אוֹנָנוּת

masturbation

Origin: From the biblical figure Onan (Genesis 38); the sin attributed to him was reinterpreted as masturbation in late Talmudic-era rabbinic literature, under possible Zoroastrian influence; the noun form coined by Dr. Malchi
Root: א.נ.נ (from the name אוֹנָן, Onan)
First attestation: Dr. Alexander Malchi, medical dictionary, 1928
Coined by: Alexander Malchi (Dr.)

אוֹנָנוּת (ononut) — masturbation

Etymology

The Jewish prohibition on masturbation — and the Hebrew word for it — both derive from the story of Onan in Genesis 38, though the connection involves significant interpretive reframing. In the biblical narrative, Onan's elder brother Er died, and their father Judah commanded Onan to perform the levirate duty: "Go to your brother's wife and perform the duty of a brother-in-law." Onan lay with Tamar but "wasted his seed on the ground" so that the offspring would not be his brother's. God killed him for this. The plain reading of the text indicates Onan's sin was refusing the levirate obligation, not masturbation — a reading also held by the philosopher Philo in the 1st century CE, who characterized Onan's act as selfishness.

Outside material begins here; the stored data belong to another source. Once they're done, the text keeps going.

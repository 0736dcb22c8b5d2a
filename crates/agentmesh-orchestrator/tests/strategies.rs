//! Strategy behavior through the public API, with scripted agents.

use agentmesh_core::{MeshError, MeshResult, Payload, ProcessedData, RequestContext};
use agentmesh_events::{Event, EventQueue};
use agentmesh_orchestrator::{Agent, AgentOutcome, Orchestrator, OutcomeStatus, Strategy};
use agentmesh_registry::{AgentCard, AgentRegistry, AgentSkill};
use agentmesh_tasks::TaskManager;
use async_trait::async_trait;
use serde_json::json;
use std::sync::atomic::{AtomicUsize, Ordering};
use std::sync::Arc;

/// What a scripted agent does on each `execute`.
enum Behavior {
    /// Enqueue a response event.
    Respond(serde_json::Value),
    /// Return an orchestration error.
    Fail(String),
    /// Return Ok without enqueueing anything.
    Silent,
    /// Respond until the nth call (0-based), then fail.
    FailFromCall(usize),
}

struct ScriptedAgent {
    name: String,
    skills: Vec<AgentSkill>,
    behavior: Behavior,
    calls: AtomicUsize,
}

impl ScriptedAgent {
    fn new(name: &str, behavior: Behavior) -> Self {
        Self {
            name: name.to_string(),
            skills: Vec::new(),
            behavior,
            calls: AtomicUsize::new(0),
        }
    }

    fn with_skill(mut self, skill: AgentSkill) -> Self {
        self.skills.push(skill);
        self
    }

    fn calls(&self) -> usize {
        self.calls.load(Ordering::SeqCst)
    }
}

#[async_trait]
impl Agent for ScriptedAgent {
    fn name(&self) -> &str {
        &self.name
    }

    fn skills(&self) -> &[AgentSkill] {
        &self.skills
    }

    async fn execute(&self, context: &RequestContext, queue: &EventQueue) -> MeshResult<()> {
        let call = self.calls.fetch_add(1, Ordering::SeqCst);
        match &self.behavior {
            Behavior::Respond(value) => {
                queue.put(Event::new("response", value.clone())).await;
                Ok(())
            }
            Behavior::Fail(message) => Err(MeshError::Orchestration(message.clone())),
            Behavior::Silent => Ok(()),
            Behavior::FailFromCall(n) => {
                if call >= *n {
                    return Err(MeshError::Orchestration(format!(
                        "{} failed on request {}",
                        self.name, context.request_id
                    )));
                }
                queue
                    .put(Event::new("response", json!({"call": call})))
                    .await;
                Ok(())
            }
        }
    }
}

fn by_agent<'a>(outcomes: &'a [AgentOutcome], name: &str) -> Vec<&'a AgentOutcome> {
    outcomes.iter().filter(|o| o.agent == name).collect()
}

#[tokio::test]
async fn parallel_isolates_one_failure() {
    let a = Arc::new(ScriptedAgent::new("a", Behavior::Respond(json!({"n": 1}))));
    let b = Arc::new(ScriptedAgent::new("b", Behavior::Fail("backend down".into())));
    let c = Arc::new(ScriptedAgent::new("c", Behavior::Respond(json!({"n": 3}))));
    let agents: Vec<Arc<dyn Agent>> = vec![a.clone(), b.clone(), c.clone()];

    let outcomes = Orchestrator::new()
        .orchestrate(&agents, &ProcessedData::new("go", "text"), Strategy::Parallel)
        .await
        .unwrap();

    assert_eq!(outcomes.len(), 3);
    assert_eq!(a.calls(), 1);
    assert_eq!(b.calls(), 1);
    assert_eq!(c.calls(), 1);

    let failed: Vec<_> = outcomes
        .iter()
        .filter(|o| o.status == OutcomeStatus::Failed)
        .collect();
    assert_eq!(failed.len(), 1);
    assert_eq!(failed[0].agent, "b");
    assert_eq!(failed[0].error.as_deref(), Some("backend down"));

    // Completion order is not guaranteed, but every agent reports.
    let mut names: Vec<&str> = outcomes.iter().map(|o| o.agent.as_str()).collect();
    names.sort_unstable();
    assert_eq!(names, vec!["a", "b", "c"]);
}

#[tokio::test]
async fn silent_agent_reports_no_response() {
    let agents: Vec<Arc<dyn Agent>> = vec![Arc::new(ScriptedAgent::new("mute", Behavior::Silent))];

    let outcomes = Orchestrator::new()
        .orchestrate(&agents, &ProcessedData::new("go", "text"), Strategy::Sequential)
        .await
        .unwrap();

    assert_eq!(outcomes.len(), 1);
    assert_eq!(outcomes[0].status, OutcomeStatus::NoResponse);
    assert!(outcomes[0].response.is_none());
    assert!(outcomes[0].error.is_none());
}

#[tokio::test]
async fn loop_runs_full_bound_without_failure() {
    let a = Arc::new(ScriptedAgent::new("a", Behavior::Respond(json!("ok"))));
    let agents: Vec<Arc<dyn Agent>> = vec![a.clone()];

    let outcomes = Orchestrator::new()
        .orchestrate(
            &agents,
            &ProcessedData::new("go", "text"),
            Strategy::Loop { max_iterations: 3 },
        )
        .await
        .unwrap();

    assert_eq!(outcomes.len(), 3);
    assert_eq!(a.calls(), 3);
    let iterations: Vec<Option<usize>> = outcomes.iter().map(|o| o.iteration).collect();
    assert_eq!(iterations, vec![Some(0), Some(1), Some(2)]);
}

#[tokio::test]
async fn loop_finishes_failing_iteration_then_stops() {
    // "steady" keeps responding; "flaky" responds on iteration 0 and fails
    // from iteration 1 on.
    let steady = Arc::new(ScriptedAgent::new("steady", Behavior::Respond(json!("ok"))));
    let flaky = Arc::new(ScriptedAgent::new("flaky", Behavior::FailFromCall(1)));
    let agents: Vec<Arc<dyn Agent>> = vec![steady.clone(), flaky.clone()];

    let outcomes = Orchestrator::new()
        .orchestrate(
            &agents,
            &ProcessedData::new("go", "text"),
            Strategy::Loop { max_iterations: 5 },
        )
        .await
        .unwrap();

    // Two full iterations: the failing one still runs to its end, and no
    // third begins.
    assert_eq!(outcomes.len(), 4);
    assert_eq!(steady.calls(), 2);
    assert_eq!(flaky.calls(), 2);

    let flaky_outcomes = by_agent(&outcomes, "flaky");
    assert_eq!(flaky_outcomes[0].status, OutcomeStatus::Completed);
    assert_eq!(flaky_outcomes[0].iteration, Some(0));
    assert_eq!(flaky_outcomes[1].status, OutcomeStatus::Failed);
    assert_eq!(flaky_outcomes[1].iteration, Some(1));

    // The steady agent still ran in the failing iteration.
    let steady_outcomes = by_agent(&outcomes, "steady");
    assert_eq!(steady_outcomes[1].status, OutcomeStatus::Completed);
    assert_eq!(steady_outcomes[1].iteration, Some(1));
}

#[tokio::test]
async fn conditional_gates_on_input() {
    let terrestrial = Arc::new(
        ScriptedAgent::new("terrestrial", Behavior::Respond(json!("route planned")))
            .with_skill(AgentSkill::new("skill.route", "route", "").with_keyword("fleet")),
    );
    let maritime = Arc::new(
        ScriptedAgent::new("maritime", Behavior::Respond(json!("berth planned")))
            .with_skill(AgentSkill::new("skill.vessel", "vessel", "").with_keyword("port")),
    );
    let agents: Vec<Arc<dyn Agent>> = vec![terrestrial.clone(), maritime.clone()];

    let input = ProcessedData::new("optimize the fleet schedule", "text");
    let strategy = Strategy::conditional(|agent, data| {
        agent.skills().iter().any(|skill| {
            skill
                .keywords
                .iter()
                .any(|keyword| data.text.contains(keyword.as_str()))
        })
    });

    let outcomes = Orchestrator::new()
        .orchestrate(&agents, &input, strategy)
        .await
        .unwrap();

    assert_eq!(outcomes[0].agent, "terrestrial");
    assert_eq!(outcomes[0].status, OutcomeStatus::Completed);
    assert_eq!(outcomes[1].agent, "maritime");
    assert_eq!(outcomes[1].status, OutcomeStatus::Skipped);
    assert_eq!(maritime.calls(), 0);
}

/// End to end: registry selection picks the relevant card, the matching
/// agent runs sequentially, and its outcome drives the task lifecycle.
#[tokio::test]
async fn selection_orchestration_and_task_lifecycle() {
    let mut registry = AgentRegistry::new();
    registry.register_agent(
        AgentCard::new("terrestrial", "Terrestrial Planner").with_skill(
            AgentSkill::new("skill.route", "route", "Plans road routes").with_keyword("route"),
        ),
    );
    registry.register_agent(
        AgentCard::new("maritime", "Maritime Planner")
            .with_skill(AgentSkill::new("skill.vessel", "vessel", "").with_keyword("port")),
    );

    let input = ProcessedData::new("plan a route from A to B", "text");
    let selected = registry.select_relevant_agents(&input);
    assert_eq!(selected.len(), 1);
    assert_eq!(selected[0].id, "terrestrial");

    let agents: Vec<Arc<dyn Agent>> = selected
        .iter()
        .map(|card| {
            Arc::new(ScriptedAgent::new(
                &card.id,
                Behavior::Respond(json!({"distance_km": 650})),
            )) as Arc<dyn Agent>
        })
        .collect();

    let outcomes = Orchestrator::new()
        .orchestrate(&agents, &input, Strategy::Sequential)
        .await
        .unwrap();
    assert_eq!(outcomes.len(), 1);

    let mut manager = TaskManager::new();
    let mut input_data = Payload::new();
    input_data.insert("text".to_string(), json!(input.text));
    let task = manager
        .create_task("ctx-1", "skill.route", input_data, None)
        .unwrap();
    manager.start_task(&task.task_id).unwrap();

    let outcome = &outcomes[0];
    let task = match outcome.status {
        OutcomeStatus::Completed => {
            let mut output = Payload::new();
            output.insert(
                "response".to_string(),
                outcome.response.clone().unwrap_or(json!(null)),
            );
            manager.complete_task(&task.task_id, output).unwrap()
        }
        _ => manager
            .fail_task(
                &task.task_id,
                outcome.error.clone().unwrap_or_else(|| "no response".to_string()),
            )
            .unwrap(),
    };

    let output_data = task.output_data.as_ref().unwrap();
    assert_eq!(
        output_data.get("response"),
        Some(&json!({"distance_km": 650}))
    );

    let stats = manager.task_statistics();
    assert_eq!(stats.total_tasks, 1);
    assert_eq!(stats.status_counts.get("completed"), Some(&1));
}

The Talmud itself is not entirely uniform on this. In tractate Yevamot (34a-b), the rabbis argue that Onan and Er's sin was anal intercourse. Elsewhere the Talmud states: "Anyone who causes his semen to be emitted in vain is worthy of death" (Niddah 13a). This stricter prohibition appears only in the Babylonian Talmud (not the Mishnah or Tannaitic literature) and was likely influenced by the dominant Zoroastrian religious culture of Babylonia, which regarded "wasting seed" as a serious transgression — this Zoroastrian belief is documented in 11th-century CE texts, but there is good reason to believe it was held earlier.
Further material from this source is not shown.